# Hebbian Graph Embeddings

## Abstract

Representation learning has recently been successfully used to create vector representations of entities in language learning, recommender systems and in similarity learning. Graph embeddings exploit the locality structure of a graph and generate embeddings for nodes which could be words in a language, products of a retail website; and the nodes are connected based on a context window. In this paper, we consider graph embeddings with an error-free associative learning update rule, which models the embedding vector of node as a non-convex Gaussian mixture of the embeddings of the nodes in its immediate vicinity with some constant variance that is reduced as iterations progress. It is very easy to parallelize our algorithm without any form of shared memory, which makes it possible to use it on very large graphs with a much higher dimensionality of the embeddings. We study the efficacy of proposed method on several benchmark data sets and favourably compare with state of the art methods. Further, proposed method is applied to generate relevant recommendations for a large retailer.

## 1 Introduction

Graph embeddings learn vector representations of nodes in a graph. [3] and [6] give a comprehensive survey of graph embedding methods like node2vec [7] and also deep convolutional embeddings. The advantage of learning low dimensional embeddings is that they induce an order on the nodes of a graph which could be authors in a citation network, products in a recommender system, or words in an text corpus. The order could be established using an inner product or using another machine learning algorithm like a neural network or a random forest.

Our method uses error-free associative learning to learn the embeddings on graphs. The algorithm is quite simple, but very effective. We apply the learnt embeddings to the task of recommending items to users and to the task of link prediction and reconstruction.

Label propagation and message passing have been applied to many tasks like feature propagation [8], interest propagation, propagation of information in a population [19] and other network models of behavior like PageRank [18] and models of text like TextRank [14]. Instead of propagating a single unit of information, we propagate entire embeddings across the network. By propagating information on a graph iteratively, long distance similarities can also be learnt.

For link prediction and reconstruction, our results are directly comparable to [6]. We compare our results from the state of the art results in [6] in tables 1,5,6,7 and find that our results are better (except SEAL [24] which outperforms our method on 3 out of 4 data sets) as compared to VGAE [11], node2vec [7], GF (graph factorization) [1], SDNE [23], HOPE [17], and LE [2].

Our method is similar to LLE [20] (we compare with algorithms that were developed after LLE) and our algorithm takes inspiration from PageRank [18] and annealing [12] which is theoretically sound and it iteratively reduces the global variance.
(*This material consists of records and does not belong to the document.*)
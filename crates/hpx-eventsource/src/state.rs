//! Connection state shared between the driver task and the consumer.

use std::{fmt, sync::Arc, time::Duration};

use bytes_utils::Str;
use tokio::sync::watch;

/// Consumer-visible connection state.
#[derive(Clone, Copy, Debug, PartialEq, Eq, Hash)]
pub enum ReadyState {
    /// Connecting, or waiting to reconnect.
    Connecting,
    /// Receiving events.
    Open,
    /// Terminal. No further reconnection and no further notifications.
    Closed,
}

impl ReadyState {
    /// Returns `true` if the connection is closed.
    pub fn is_closed(self) -> bool {
        matches!(self, Self::Closed)
    }
}

impl fmt::Display for ReadyState {
    fn fmt(&self, f: &mut fmt::Formatter<'_>) -> fmt::Result {
        match self {
            Self::Connecting => write!(f, "CONNECTING"),
            Self::Open => write!(f, "OPEN"),
            Self::Closed => write!(f, "CLOSED"),
        }
    }
}

/// Why a connection reached [`ReadyState::Closed`].
#[derive(Clone, Copy, Debug, PartialEq, Eq)]
pub(crate) enum CloseCause {
    /// `close()` was called by the consumer.
    Requested,
    /// The server response failed validation.
    Failed,
}

#[derive(Clone, Copy, Debug, PartialEq, Eq)]
enum Lifecycle {
    Connecting,
    Open,
    Closed(CloseCause),
}

impl Lifecycle {
    fn ready_state(self) -> ReadyState {
        match self {
            Self::Connecting => ReadyState::Connecting,
            Self::Open => ReadyState::Open,
            Self::Closed(_) => ReadyState::Closed,
        }
    }
}

/// Ready state cell enforcing the allowed transitions.
///
/// `CONNECTING <-> OPEN`, and either of them to `CLOSED`. Nothing leaves
/// `CLOSED`, except that a consumer `close()` after a failure records the
/// request so that pending notifications are dropped.
#[derive(Clone, Debug)]
pub(crate) struct ReadyStateCell {
    tx: Arc<watch::Sender<Lifecycle>>,
}

impl ReadyStateCell {
    pub(crate) fn new() -> Self {
        let (tx, _rx) = watch::channel(Lifecycle::Connecting);
        Self { tx: Arc::new(tx) }
    }

    pub(crate) fn get(&self) -> ReadyState {
        self.tx.borrow().ready_state()
    }

    /// Move to `CONNECTING` or `OPEN`. Returns `false` if the state did not
    /// change (already there, or closed). Closing goes through
    /// [`close`](Self::close) only, so `to == Closed` is refused.
    pub(crate) fn transition(&self, to: ReadyState) -> bool {
        let target = match to {
            ReadyState::Connecting => Lifecycle::Connecting,
            ReadyState::Open => Lifecycle::Open,
            ReadyState::Closed => return false,
        };
        self.tx.send_if_modified(|current| {
            if matches!(current, Lifecycle::Closed(_)) || *current == target {
                return false;
            }
            *current = target;
            true
        })
    }

    /// Move to `CLOSED`. Returns `false` if already closed for the same or a
    /// stronger reason.
    pub(crate) fn close(&self, cause: CloseCause) -> bool {
        self.tx.send_if_modified(|current| match (*current, cause) {
            (Lifecycle::Closed(CloseCause::Requested), _)
            | (Lifecycle::Closed(CloseCause::Failed), CloseCause::Failed) => false,
            _ => {
                *current = Lifecycle::Closed(cause);
                true
            }
        })
    }

    /// Whether queued notifications may still reach the consumer.
    pub(crate) fn delivers(&self) -> bool {
        !matches!(*self.tx.borrow(), Lifecycle::Closed(CloseCause::Requested))
    }

    /// Resolves once the consumer has called `close()`.
    pub(crate) async fn close_requested(&self) {
        let mut rx = self.tx.subscribe();
        // The sender lives in `self`, so the channel cannot close under us.
        let _ = rx
            .wait_for(|s| matches!(s, Lifecycle::Closed(CloseCause::Requested)))
            .await;
    }
}

/// Per-connection values that outlive any single stream.
#[derive(Clone, Debug, PartialEq, Eq)]
pub struct ResumeState {
    /// Echoed to the server as `Last-Event-ID` when non-empty.
    pub last_event_id: Str,
    /// Base reconnection interval, updated by `retry` fields.
    pub reconnection_interval: Duration,
}

impl ResumeState {
    /// Create resume state with an empty last event ID.
    pub fn new(reconnection_interval: Duration) -> Self {
        Self {
            last_event_id: Str::from_static(""),
            reconnection_interval,
        }
    }
}

#[cfg(test)]
mod tests {
    use super::*;

    #[test]
    fn test_initial_state_is_connecting() {
        let cell = ReadyStateCell::new();
        assert_eq!(cell.get(), ReadyState::Connecting);
        assert!(cell.delivers());
    }

    #[test]
    fn test_open_and_reconnect_transitions() {
        let cell = ReadyStateCell::new();
        assert!(cell.transition(ReadyState::Open));
        assert!(!cell.transition(ReadyState::Open));
        assert!(cell.transition(ReadyState::Connecting));
        assert_eq!(cell.get(), ReadyState::Connecting);
    }

    #[test]
    fn test_transition_never_closes() {
        let cell = ReadyStateCell::new();
        assert!(!cell.transition(ReadyState::Closed));
        assert_eq!(cell.get(), ReadyState::Connecting);
        assert!(cell.transition(ReadyState::Open));
        assert!(!cell.transition(ReadyState::Closed));
        assert_eq!(cell.get(), ReadyState::Open);
    }

    #[test]
    fn test_closed_is_terminal() {
        let cell = ReadyStateCell::new();
        assert!(cell.close(CloseCause::Requested));
        assert!(!cell.transition(ReadyState::Open));
        assert!(!cell.transition(ReadyState::Connecting));
        assert!(!cell.close(CloseCause::Requested));
        assert!(!cell.close(CloseCause::Failed));
        assert_eq!(cell.get(), ReadyState::Closed);
        assert!(!cell.delivers());
    }

    #[test]
    fn test_failure_keeps_delivering_until_requested() {
        let cell = ReadyStateCell::new();
        assert!(cell.close(CloseCause::Failed));
        assert_eq!(cell.get(), ReadyState::Closed);
        assert!(cell.delivers());

        assert!(cell.close(CloseCause::Requested));
        assert_eq!(cell.get(), ReadyState::Closed);
        assert!(!cell.delivers());
    }

    #[tokio::test]
    async fn test_close_requested_resolves() {
        let cell = ReadyStateCell::new();
        let waiter = {
            let cell = cell.clone();
            tokio::spawn(async move { cell.close_requested().await })
        };
        tokio::task::yield_now().await;
        cell.close(CloseCause::Requested);
        waiter.await.expect("waiter completes");
    }

    #[test]
    fn test_ready_state_display() {
        assert_eq!(ReadyState::Connecting.to_string(), "CONNECTING");
        assert_eq!(ReadyState::Open.to_string(), "OPEN");
        assert_eq!(ReadyState::Closed.to_string(), "CLOSED");
    }
}
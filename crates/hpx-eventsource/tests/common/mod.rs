//! Scripted in-memory transport shared by the integration tests.

#![allow(dead_code)]

use std::{
    collections::VecDeque,
    pin::Pin,
    sync::{
        Arc,
        atomic::{AtomicUsize, Ordering},
    },
    task::{Context, Poll},
    time::Duration,
};

use async_trait::async_trait;
use bytes::Bytes;
use futures_util::{Stream, StreamExt, stream};
use hpx_eventsource::{
    BodyStream, EventSource, EventSourceError, EventSourceResult, Notification, StreamRequest,
    Transport, TransportResponse,
};
use parking_lot::Mutex;
use tokio::time::Instant;
use url::Url;

/// How a scripted body ends after its chunks.
#[derive(Clone, Copy, Debug)]
pub enum BodyEnd {
    /// Server closes the stream normally.
    Close,
    /// Stream stays open forever.
    Hang,
    /// Network failure mid-stream.
    Error,
}

/// One scripted outcome for a call to `Transport::start`.
#[derive(Debug)]
pub enum Step {
    /// No response at all.
    NetworkError,
    /// `start` fails with the given error.
    Fail(EventSourceError),
    /// A response head followed by a body.
    Respond {
        status: u16,
        content_type: &'static str,
        chunks: Vec<&'static [u8]>,
        end: BodyEnd,
    },
}

impl Step {
    /// Valid event stream whose body then closes.
    pub fn stream(chunks: Vec<&'static str>) -> Self {
        Self::Respond {
            status: 200,
            content_type: "text/event-stream",
            chunks: chunks.into_iter().map(str::as_bytes).collect(),
            end: BodyEnd::Close,
        }
    }

    /// Valid event stream whose body stays open.
    pub fn open(chunks: Vec<&'static str>) -> Self {
        Self::Respond {
            status: 200,
            content_type: "text/event-stream",
            chunks: chunks.into_iter().map(str::as_bytes).collect(),
            end: BodyEnd::Hang,
        }
    }

    /// Response with the given status and an empty body.
    pub fn status(status: u16) -> Self {
        Self::Respond {
            status,
            content_type: "text/event-stream",
            chunks: Vec::new(),
            end: BodyEnd::Close,
        }
    }
}

/// A request observed by the transport.
#[derive(Clone, Debug)]
pub struct Recorded {
    pub at: Instant,
    pub request: StreamRequest,
}

#[derive(Default)]
struct Inner {
    script: Mutex<VecDeque<Step>>,
    requests: Mutex<Vec<Recorded>>,
    bodies_dropped: AtomicUsize,
}

/// Transport replaying a script. Once the script is exhausted every request
/// gets an empty event stream that never ends.
#[derive(Clone, Default)]
pub struct ScriptedTransport {
    inner: Arc<Inner>,
    scheme: Option<&'static str>,
}

impl ScriptedTransport {
    pub fn new(steps: Vec<Step>) -> Self {
        let transport = Self::default();
        transport.inner.script.lock().extend(steps);
        transport
    }

    /// Only accept URLs with the given scheme.
    pub fn only_scheme(mut self, scheme: &'static str) -> Self {
        self.scheme = Some(scheme);
        self
    }

    pub fn requests(&self) -> Vec<Recorded> {
        self.inner.requests.lock().clone()
    }

    pub fn request_count(&self) -> usize {
        self.inner.requests.lock().len()
    }

    /// Millisecond gaps between consecutive requests.
    pub fn gaps_ms(&self) -> Vec<u128> {
        self.requests()
            .windows(2)
            .map(|w| (w[1].at - w[0].at).as_millis())
            .collect()
    }

    pub fn bodies_dropped(&self) -> usize {
        self.inner.bodies_dropped.load(Ordering::SeqCst)
    }
}

#[async_trait]
impl Transport for ScriptedTransport {
    fn supports(&self, url: &Url) -> bool {
        self.scheme.is_none_or(|scheme| url.scheme() == scheme)
    }

    async fn start(&self, request: StreamRequest) -> EventSourceResult<TransportResponse> {
        let url = request.url.clone();
        self.inner.requests.lock().push(Recorded {
            at: Instant::now(),
            request,
        });

        let step = self.inner.script.lock().pop_front().unwrap_or(Step::Respond {
            status: 200,
            content_type: "text/event-stream",
            chunks: Vec::new(),
            end: BodyEnd::Hang,
        });

        match step {
            Step::NetworkError => Err(EventSourceError::network("connection refused")),
            Step::Fail(err) => Err(err),
            Step::Respond {
                status,
                content_type,
                chunks,
                end,
            } => {
                let mut headers = http::HeaderMap::new();
                headers.insert(
                    http::header::CONTENT_TYPE,
                    http::HeaderValue::from_static(content_type),
                );
                Ok(TransportResponse {
                    status: http::StatusCode::from_u16(status).expect("valid status"),
                    headers,
                    url,
                    body: scripted_body(chunks, end, Arc::clone(&self.inner)),
                })
            }
        }
    }
}

fn scripted_body(chunks: Vec<&'static [u8]>, end: BodyEnd, inner: Arc<Inner>) -> BodyStream {
    let tail: BodyStream = match end {
        BodyEnd::Close => stream::empty().boxed(),
        BodyEnd::Hang => stream::pending().boxed(),
        BodyEnd::Error => {
            stream::once(async { Err(EventSourceError::network("connection reset")) }).boxed()
        }
    };
    let body = stream::iter(chunks.into_iter().map(|c| Ok(Bytes::from_static(c))))
        .chain(tail)
        .boxed();
    TrackedBody { body, inner }.boxed()
}

/// Counts bodies dropped by the client (aborted or finished).
struct TrackedBody {
    body: BodyStream,
    inner: Arc<Inner>,
}

impl Stream for TrackedBody {
    type Item = EventSourceResult<Bytes>;

    fn poll_next(mut self: Pin<&mut Self>, cx: &mut Context<'_>) -> Poll<Option<Self::Item>> {
        self.body.as_mut().poll_next(cx)
    }
}

impl Drop for TrackedBody {
    fn drop(&mut self) {
        self.inner.bodies_dropped.fetch_add(1, Ordering::SeqCst);
    }
}

pub fn stream_url() -> Url {
    Url::parse("http://example.com/stream").expect("valid url")
}

/// Next notification, failing the test instead of hanging.
pub async fn next(source: &mut EventSource) -> Notification {
    tokio::time::timeout(Duration::from_secs(60), source.next_notification())
        .await
        .expect("timed out waiting for notification")
        .expect("stream ended unexpectedly")
}

/// Data of a message notification.
pub fn message_data(notification: &Notification) -> String {
    notification
        .as_message()
        .map(|m| m.data().to_string())
        .unwrap_or_else(|| panic!("expected message, got {notification:?}"))
}
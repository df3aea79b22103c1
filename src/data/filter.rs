use regex::{Regex, RegexBuilder};

use super::model::VectorTable;
use crate::error::VecPlotError;

// ---------------------------------------------------------------------------
// Metric selection
// ---------------------------------------------------------------------------

/// A set of case-insensitive metric patterns.
///
/// A metric is selected when any pattern matches anywhere in its name, so a
/// plain name such as `offsetFromGm` also selects `offsetFromGm:vector`.
#[derive(Debug, Clone)]
pub struct MetricFilter {
    sources: Vec<String>,
    patterns: Vec<Regex>,
}

impl MetricFilter {
    pub fn new<S: AsRef<str>>(exprs: &[S]) -> Result<Self, VecPlotError> {
        let mut sources = Vec::with_capacity(exprs.len());
        let mut patterns = Vec::with_capacity(exprs.len());
        for expr in exprs {
            let expr = expr.as_ref();
            let re = RegexBuilder::new(expr)
                .case_insensitive(true)
                .build()
                .map_err(|source| VecPlotError::InvalidPattern {
                    pattern: expr.to_string(),
                    source,
                })?;
            sources.push(expr.to_string());
            patterns.push(re);
        }
        Ok(MetricFilter { sources, patterns })
    }

    /// The patterns as the user wrote them.
    pub fn sources(&self) -> &[String] {
        &self.sources
    }

    pub fn matches(&self, metric: &str) -> bool {
        self.patterns.iter().any(|re| re.is_match(metric))
    }

    /// Rows of `table` whose metric is selected.
    pub fn apply(&self, table: &VectorTable) -> VectorTable {
        table.retain_by(|p| self.matches(&p.metric))
    }
}
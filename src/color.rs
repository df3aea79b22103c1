use std::collections::BTreeMap;

use palette::{Hsl, IntoColor, Srgb};
use plotters::style::RGBColor;

// ---------------------------------------------------------------------------
// Color palette generator
// ---------------------------------------------------------------------------

/// Generates `n` visually distinct colours using evenly spaced hues.
///
/// Lightness is kept below the midpoint so thin lines stay readable on a
/// white chart background.
pub fn generate_palette(n: usize) -> Vec<RGBColor> {
    if n == 0 {
        return Vec::new();
    }
    (0..n)
        .map(|i| {
            let hue = (i as f32 / n as f32) * 360.0;
            let hsl = Hsl::new(hue, 0.75, 0.45);
            let rgb: Srgb = hsl.into_color();
            RGBColor(
                (rgb.red * 255.0) as u8,
                (rgb.green * 255.0) as u8,
                (rgb.blue * 255.0) as u8,
            )
        })
        .collect()
}

// ---------------------------------------------------------------------------
// Color mapping: module → line colour
// ---------------------------------------------------------------------------

/// Assigns each module of a chart its own line colour.
#[derive(Debug, Clone)]
pub struct ColorMap {
    mapping: BTreeMap<String, RGBColor>,
    default_color: RGBColor,
}

impl ColorMap {
    /// Build a colour map over the given module names.
    pub fn new<'a, I>(modules: I) -> Self
    where
        I: IntoIterator<Item = &'a str>,
    {
        let names: Vec<&str> = modules.into_iter().collect();
        let mapping = names
            .iter()
            .zip(generate_palette(names.len()))
            .map(|(m, c)| (m.to_string(), c))
            .collect();

        ColorMap {
            mapping,
            default_color: RGBColor(128, 128, 128),
        }
    }

    /// Look up the colour for a module.
    pub fn color_for(&self, module: &str) -> RGBColor {
        self.mapping
            .get(module)
            .copied()
            .unwrap_or(self.default_color)
    }
}

#[cfg(test)]
mod tests {
    use super::*;

    #[test]
    fn palette_has_requested_size_and_distinct_colours() {
        assert!(generate_palette(0).is_empty());
        let p = generate_palette(4);
        assert_eq!(p.len(), 4);
        for i in 0..p.len() {
            for j in (i + 1)..p.len() {
                assert_ne!(p[i], p[j]);
            }
        }
    }

    #[test]
    fn unknown_module_gets_default() {
        let cm = ColorMap::new(["a", "b"]);
        assert_ne!(cm.color_for("a"), cm.color_for("b"));
        assert_eq!(cm.color_for("zzz"), RGBColor(128, 128, 128));
    }
}
use std::path::PathBuf;

use thiserror::Error;

/// Failures the pipeline reports to the user by kind.
///
/// Everything else (I/O, chart drawing, PNG encoding) travels as
/// `anyhow::Error` with context attached at the call site.
#[derive(Debug, Error)]
pub enum VecPlotError {
    #[error(
        "no valid data found in .vec files under {} - check the file format or path",
        dir.display()
    )]
    NoData { dir: PathBuf },

    #[error("no samples matched the metric patterns {patterns:?}")]
    NoMatch { patterns: Vec<String> },

    #[error("invalid metric pattern '{pattern}'")]
    InvalidPattern {
        pattern: String,
        #[source]
        source: regex::Error,
    },

    #[error("{}:{line}: {field} '{value}' is not a number", path.display())]
    BadNumber {
        path: PathBuf,
        line: usize,
        field: &'static str,
        value: String,
    },
}
use std::collections::BTreeMap;
use std::fmt;

use serde::Serialize;

// ---------------------------------------------------------------------------
// DataPoint – one sample of one vector
// ---------------------------------------------------------------------------

/// A single time-series sample, resolved against its vector header.
///
/// Field order doubles as the CSV column order on export.
#[derive(Debug, Clone, PartialEq, Serialize)]
pub struct DataPoint {
    /// Simulation time in seconds.
    pub time: f64,
    pub value: f64,
    /// Base name of the result file the sample came from.
    pub run: String,
    /// Component path that recorded the sample.
    pub module: String,
    pub metric: String,
}

// ---------------------------------------------------------------------------
// RunMetricKey – one chart
// ---------------------------------------------------------------------------

/// Identifies one chart: a metric as observed in a single run.
/// Ordered by run, then metric.
#[derive(Debug, Clone, PartialEq, Eq, PartialOrd, Ord, Hash)]
pub struct RunMetricKey {
    pub run: String,
    pub metric: String,
}

impl fmt::Display for RunMetricKey {
    fn fmt(&self, f: &mut fmt::Formatter<'_>) -> fmt::Result {
        write!(f, "{} — {}", self.metric, self.run)
    }
}

/// `(time, value)` pairs for one module, in file order.
pub type Series = Vec<(f64, f64)>;

/// Module path → its series, sorted by module.
pub type ModuleSeries = BTreeMap<String, Series>;

// ---------------------------------------------------------------------------
// VectorTable – the flat table of samples
// ---------------------------------------------------------------------------

/// The flat table of samples from one or more result files.
#[derive(Debug, Clone, Default, PartialEq)]
pub struct VectorTable {
    pub points: Vec<DataPoint>,
}

impl VectorTable {
    pub fn from_points(points: Vec<DataPoint>) -> Self {
        VectorTable { points }
    }

    /// Concatenate tables, keeping each table's rows in order.
    pub fn concat<I>(tables: I) -> Self
    where
        I: IntoIterator<Item = VectorTable>,
    {
        let mut points = Vec::new();
        for table in tables {
            points.extend(table.points);
        }
        VectorTable { points }
    }

    /// Number of samples.
    pub fn len(&self) -> usize {
        self.points.len()
    }

    /// Whether the table holds no samples.
    pub fn is_empty(&self) -> bool {
        self.points.is_empty()
    }

    /// Keep only the rows for which `pred` holds.
    pub fn retain_by<F>(&self, mut pred: F) -> VectorTable
    where
        F: FnMut(&DataPoint) -> bool,
    {
        VectorTable {
            points: self.points.iter().filter(|p| pred(p)).cloned().collect(),
        }
    }

    /// Group samples by (run, metric), then by module.
    ///
    /// Both levels come out sorted; samples inside a series keep table order.
    pub fn group_by_run_metric(&self) -> BTreeMap<RunMetricKey, ModuleSeries> {
        let mut groups: BTreeMap<RunMetricKey, ModuleSeries> = BTreeMap::new();
        for p in &self.points {
            let key = RunMetricKey {
                run: p.run.clone(),
                metric: p.metric.clone(),
            };
            groups
                .entry(key)
                .or_default()
                .entry(p.module.clone())
                .or_default()
                .push((p.time, p.value));
        }
        groups
    }
}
Our method is an instance of errorless learning which, as the results show, is effective and embarrassingly parallelizable.

Annealing is a process that takes steel in a furnace from a very high temperature to gradually cooling to lower temperatures. This creates a self-organizing process that improves the ductility properties of steel. A high temperature implies higher variance. We take inspiration from this process in this paper in which initially, the variance is very high and is gradually reduced with the goal that the network gains more structure and finds a stable state after the iterations complete [12].

## 2 Hebbian Graph Embeddings

Hebbian learning is the simplest form of learning invented by Donald Hebb in 1949 in his book âThe organization of behaviorâ [9]. It is inspired by dynamics of biological systems. A synapse between two neurons is strengthened when the neurons on either side of the synapse (input and output) have highly correlated outputs. In essence, when an input neuron fires, if it frequently leads to the firing of the output neuron, the synapse is strengthened. In simple terms: ”neurons that fire together wire together” [9]. Recently, there’s renewed interest in Hebbian learning. [10] postulates that Hebbian learning predicts mirror-like neurons for sensations and emotions. [21] applies Hebbian learning in modelling of temporal-causal network.

Hebbian learning consists of a parameter update rule which is based on the strength of connection between two nodes, as applied to neural networks (based on firing tendencies of neurons on the opposite ends of a synapse). We extend the idea to graphs. Based on a pre-computed transition probability between two nodes, we update the parameters (the embeddings of a node) iteratively based on an error-free associative learning rule (nodes that are contextually connected should have similar embeddings, like word2vec for words [15]). For a discussion on errorless learning, please see [13].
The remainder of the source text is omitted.